- _Required work_:
Which of the lines below include the word "Handle"? Pull each one out.

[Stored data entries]
- - - -

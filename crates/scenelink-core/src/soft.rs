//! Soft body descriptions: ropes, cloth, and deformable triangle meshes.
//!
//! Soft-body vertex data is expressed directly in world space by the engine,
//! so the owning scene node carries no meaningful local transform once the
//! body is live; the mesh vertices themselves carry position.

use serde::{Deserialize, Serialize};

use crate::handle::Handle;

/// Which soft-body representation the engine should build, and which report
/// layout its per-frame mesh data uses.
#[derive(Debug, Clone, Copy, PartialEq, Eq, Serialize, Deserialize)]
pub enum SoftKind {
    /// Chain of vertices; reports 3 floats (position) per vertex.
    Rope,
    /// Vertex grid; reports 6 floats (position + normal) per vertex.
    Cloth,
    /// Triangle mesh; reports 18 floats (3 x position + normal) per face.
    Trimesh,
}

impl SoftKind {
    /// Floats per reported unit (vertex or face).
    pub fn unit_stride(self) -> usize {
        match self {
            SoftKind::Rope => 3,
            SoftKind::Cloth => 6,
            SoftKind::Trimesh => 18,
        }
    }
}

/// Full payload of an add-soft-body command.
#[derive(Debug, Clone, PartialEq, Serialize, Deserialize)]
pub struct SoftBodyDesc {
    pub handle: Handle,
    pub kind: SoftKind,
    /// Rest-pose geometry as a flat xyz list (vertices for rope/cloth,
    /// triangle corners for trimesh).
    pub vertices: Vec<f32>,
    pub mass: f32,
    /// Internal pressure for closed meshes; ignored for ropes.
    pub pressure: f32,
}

- - - -

- _Answer to this problem_:
use crate::handle::Handle;
    pub handle: Handle,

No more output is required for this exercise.